New Hampshire

Standing in Honor of Those Forgotten

When you go searching for strange and spooky things, sometimes you find something sad and beautiful instead.

While wandering around Portsmouth NH, Lucinda and I found a statue that led us to something we never have expected to see on an urban downtown street.


Between a hair salon and a marketing company there stands a memorial to the dead and long forgotten. This stop on the Portsmouth Black Heritage Trail is the site of a long ignored “Negro Burying Ground.”

The plaque says in part: “In Colonial Portsmouth, segregation applied in death as in life.” City officials approved a burying ground for African-Americans at the edge of town. “By 1831, houses were built over the site.”


In 2003, during a building project, contractors unearthed crumbling wooden coffins full of human remains. There may be as many as 200 graves.

The building project stopped and a new project was started in its place – a memorial to those too long forgotten.

“This is not black history,” the plaque says. “This is our shared history.”


The memorial includes sculptures, historical information, and art tiles designed by Portsmouth schoolchildren. Inscribed on the figures are the words of a poem by Jerome Meadows:

“I stand for the Ancestors Here and Beyond
I stand for those who feel anger
I stand for those who were taken from their loved ones
I stand for those who suffered the middle passage
I stand for those who survived upon these shores
I stand for those who pay homage to this ground
I stand for those who find dignity in these bones.”
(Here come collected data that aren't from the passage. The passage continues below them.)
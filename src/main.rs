use std::path::PathBuf;

use anyhow::{bail, Context, Error};
use clap::Parser;
use isomdl_proximity::config::SessionConfig;
use isomdl_proximity::definitions::{
    BleOptions, Capabilities, CentralClientMode, ConnectionMethod, DeviceEngagement, NfcOptions,
    PeripheralServerMode, WifiOptions,
};
use isomdl_proximity::definitions::helpers::Tag24;
use isomdl_proximity::presentation::{device, reader, Received, Session};
use isomdl_proximity::transport::memory::MemoryConnector;
use isomdl_proximity::transport::{Capability, Channel, Party};
use serde_json::json;
use uuid::Uuid;

#[derive(Parser, Debug)]
#[command(author, version, about, long_about = None)]
struct Args {
    /// JSON session configuration. `PROXIMITY_*` environment variables override it.
    #[arg(long, global = true)]
    config: Option<PathBuf>,

    #[command(subcommand)]
    action: Action,
}

#[derive(Debug, clap::Subcommand)]
enum Action {
    /// Create a holder engagement and print its `mdoc:` QR code URI.
    Engage {
        #[command(flatten)]
        methods: Methods,
        /// Advertise support for negotiated handover and reader authentication.
        #[arg(long)]
        capabilities: bool,
    },
    /// Print a JSON summary of an `mdoc:` QR code URI.
    Inspect { uri: String },
    /// Run a holder and a reader against each other in memory.
    Simulate {
        #[command(flatten)]
        methods: Methods,
        /// Size of the reader's request, in bytes.
        #[arg(long, default_value_t = 450)]
        request_size: usize,
        /// Size of the holder's response, in bytes.
        #[arg(long, default_value_t = 64)]
        response_size: usize,
        /// Largest unit the in-memory link carries.
        #[arg(long, default_value_t = isomdl_proximity::transport::memory::DEFAULT_MTU)]
        mtu: usize,
    },
}

#[derive(Debug, clap::Args)]
struct Methods {
    /// Offer BLE with the holder as GATT server.
    #[arg(long)]
    ble_server: bool,
    /// Offer BLE with the holder as GATT client.
    #[arg(long)]
    ble_client: bool,
    #[arg(long)]
    nfc: bool,
    #[arg(long)]
    wifi_aware: bool,
}

impl Methods {
    /// The selected methods; BLE server mode if nothing was selected.
    fn connection_methods(&self) -> Vec<ConnectionMethod> {
        let mut methods = vec![];
        let ble_server = self.ble_server || !(self.ble_client || self.nfc || self.wifi_aware);
        if ble_server || self.ble_client {
            methods.push(ConnectionMethod::Ble(BleOptions {
                peripheral_server_mode: ble_server.then(|| PeripheralServerMode {
                    uuid: Uuid::new_v4(),
                    ble_device_address: None,
                }),
                central_client_mode: self.ble_client.then(|| CentralClientMode {
                    uuid: Uuid::new_v4(),
                }),
            }));
        }
        if self.nfc {
            methods.push(ConnectionMethod::Nfc(NfcOptions::default()));
        }
        if self.wifi_aware {
            methods.push(ConnectionMethod::WifiAware(WifiOptions::default()));
        }
        methods
    }
}

#[tokio::main]
async fn main() -> Result<(), Error> {
    tracing_subscriber::fmt()
        .with_env_filter(
            tracing_subscriber::EnvFilter::try_from_default_env()
                .unwrap_or_else(|_| tracing_subscriber::EnvFilter::new("info")),
        )
        .with_writer(std::io::stderr)
        .init();

    let args = Args::parse();
    let config = load_config(args.config.as_ref())?;
    match args.action {
        Action::Engage {
            methods,
            capabilities,
        } => engage(&config, &methods, capabilities),
        Action::Inspect { uri } => inspect(&uri),
        Action::Simulate {
            methods,
            request_size,
            response_size,
            mtu,
        } => simulate(config, &methods, request_size, response_size, mtu).await,
    }
}

fn load_config(path: Option<&PathBuf>) -> Result<SessionConfig, Error> {
    let config = match path {
        Some(path) => SessionConfig::from_file(path)
            .with_context(|| format!("could not load {}", path.display()))?,
        None => SessionConfig::default(),
    };
    Ok(config.with_env_overrides()?)
}

fn engage(config: &SessionConfig, methods: &Methods, capabilities: bool) -> Result<(), Error> {
    let capabilities = capabilities.then(|| Capabilities {
        handover_session_establishment_support: Some(true),
        reader_auth_all_support: Some(true),
    });
    let init = device::SessionManagerInit::initialise_with_curve(
        config.ephemeral_curve,
        methods.connection_methods(),
        capabilities,
    )
    .context("could not create engagement")?;
    let (_, uri) = init.qr_engagement();
    println!("{uri}");
    Ok(())
}

fn inspect(uri: &str) -> Result<(), Error> {
    let engagement =
        Tag24::<DeviceEngagement>::from_qr_code_uri(uri).context("could not decode engagement")?;
    println!("{}", serde_json::to_string_pretty(&summary(&engagement)?)?);
    Ok(())
}

fn summary(engagement: &Tag24<DeviceEngagement>) -> Result<serde_json::Value, Error> {
    let reader = reader::SessionManagerEngaged::from_qr_code(&engagement.to_qr_code_uri())?;
    let de = engagement.as_ref();
    let channels: Vec<_> = Channel::expand(&de.connection_methods)
        .into_iter()
        .map(|channel| {
            json!({
                "transport": channel.kind().to_string(),
                "holder_role": channel.role_of(Party::Holder).to_string(),
                "reader_role": channel.role_of(Party::Reader).to_string(),
                "details": format!("{channel:?}"),
            })
        })
        .collect();
    Ok(json!({
        "version": de.version,
        "cipher_suite": de.security.0,
        "curve": format!("{:?}", de.e_device_key().ec2_curve()),
        "ble_ident": hex::encode(reader.ble_ident()?),
        "channels": channels,
        "capabilities": de.capabilities.as_ref().map(|c| json!({
            "handover_session_establishment_support": c.handover_session_establishment_support,
            "reader_auth_all_support": c.reader_auth_all_support,
        })),
        "engagement_bytes": engagement.inner_bytes.len(),
    }))
}

async fn simulate(
    config: SessionConfig,
    methods: &Methods,
    request_size: usize,
    response_size: usize,
    mtu: usize,
) -> Result<(), Error> {
    let connector = MemoryConnector::new(mtu);
    let init = device::SessionManagerInit::initialise_with_curve(
        config.ephemeral_curve,
        methods.connection_methods(),
        None,
    )?;
    let (engaged, uri) = init.qr_engagement();
    tracing::info!(%uri, "holder engagement");

    let holder = async {
        let mut session = Session::start_as_holder(engaged, &connector, config.clone()).await?;
        let Received::Message(request) = session.receive().await? else {
            bail!("reader ended the session before sending a request");
        };
        tracing::info!(bytes = request.len(), "holder received request");
        session.send(&vec![0xa5; response_size]).await?;
        match session.receive().await? {
            Received::Terminated(_) => Ok::<Session, Error>(session),
            Received::Message(_) => bail!("expected the reader to terminate"),
        }
    };
    let reader = async {
        let engaged = reader::SessionManagerEngaged::from_qr_code(&uri)?;
        let mut session =
            Session::start_as_reader(engaged, &Capability::all(), &connector, config.clone())
                .await?;
        session.send(&vec![0x5a; request_size]).await?;
        let Received::Message(response) = session.receive().await? else {
            bail!("holder ended the session before responding");
        };
        tracing::info!(bytes = response.len(), "reader received response");
        session.terminate().await?;
        Ok::<Session, Error>(session)
    };

    let (holder, reader) = tokio::join!(holder, reader);
    let (holder, reader) = (holder?, reader?);
    let stats = connector.stats();
    println!(
        "{}",
        serde_json::to_string_pretty(&json!({
            "holder_state": holder.state().to_string(),
            "reader_state": reader.state().to_string(),
            "units_sent": stats.units_sent(),
            "transports_closed": stats.closes(),
        }))?
    );
    Ok(())
}

#[cfg(test)]
mod test {
    use super::*;

    #[test]
    fn default_method_is_ble_server() {
        let methods = Methods {
            ble_server: false,
            ble_client: false,
            nfc: false,
            wifi_aware: false,
        };
        let channels = Channel::expand(&methods.connection_methods());
        assert_eq!(channels.len(), 1);
        assert!(matches!(channels[0], Channel::BlePeripheralServer { .. }));
    }

    #[test]
    fn inspect_summary() {
        let methods = Methods {
            ble_server: true,
            ble_client: true,
            nfc: true,
            wifi_aware: false,
        };
        let init =
            device::SessionManagerInit::initialise(methods.connection_methods(), None).unwrap();
        let summary = summary(init.device_engagement()).unwrap();
        assert_eq!(summary["version"], "1.0");
        assert_eq!(summary["channels"].as_array().unwrap().len(), 3);
        assert_eq!(summary["ble_ident"].as_str().unwrap().len(), 32);
    }

    #[tokio::test]
    async fn simulation_runs_to_completion() {
        let methods = Methods {
            ble_server: true,
            ble_client: false,
            nfc: false,
            wifi_aware: false,
        };
        simulate(SessionConfig::default(), &methods, 450, 64, 128)
            .await
            .unwrap();
    }
}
Jerome Meadows, artist and sculptor

For more on the history, planning and preservation of the site visit the Portsmouth African Burying Ground website.

New Hampshire

Adrift on the Ruins of History in New Castle

The ruins of history lie all around us. Sometimes we build over them, sometimes we forget them, and sometimes we don’t.

On the island of New Castle, New Hampshire, the ruins of a colonial fort guard the Pisquatua River at its outlet to the Atlantic Ocean. Across the river, through the mist, you can see the coast of Maine.

Originally called “Fort William and Mary” or simply “The Castle,” it was renamed “Constitution” after the Revolutionary war. It stayed in active duty until after World War II.

Now its ruins are guarded by a chain link fence and an overgrown tangle of foliage. In sympathy with the dying structure, the grass remains brown and autumnal even in the height of summer.

Following the fence, we found a gate and a sign. The gate was open, the sign told us to stay on the blue line, all other areas were off-limits. There was a good reason for this. The fort cuts right through the middle of an active Coast Guard base, effectively splitting the present in two.

Walking the line brought us to a forbidding gate with portcullis raised. We walked through it into the heart of the fort.

To our left was a sentry room. Once it was certainly the resting place of soldiers, now darkness and spiders are its only tenants.

Following the wall we found a stairway. Nature is slowly reclaiming it, sending up battalions of weeds to recapture land  stolen by human hands and stacked into unlikely towers.

At the top, we found a ghostly view and a room with a platform that might once have supported a large gun of some sort. What battles were fought here?

Downstairs again, Lucinda explored a passage through the wall. Its sharp corners were probably meant to slow invading forces, allowing the defenders to pick them off one by one as they emerged to the level of the ground.

Everywhere we looked history rose like mist from the stones of the place, making us wonder if ghosts still stand sentry duty along her tumbling walls.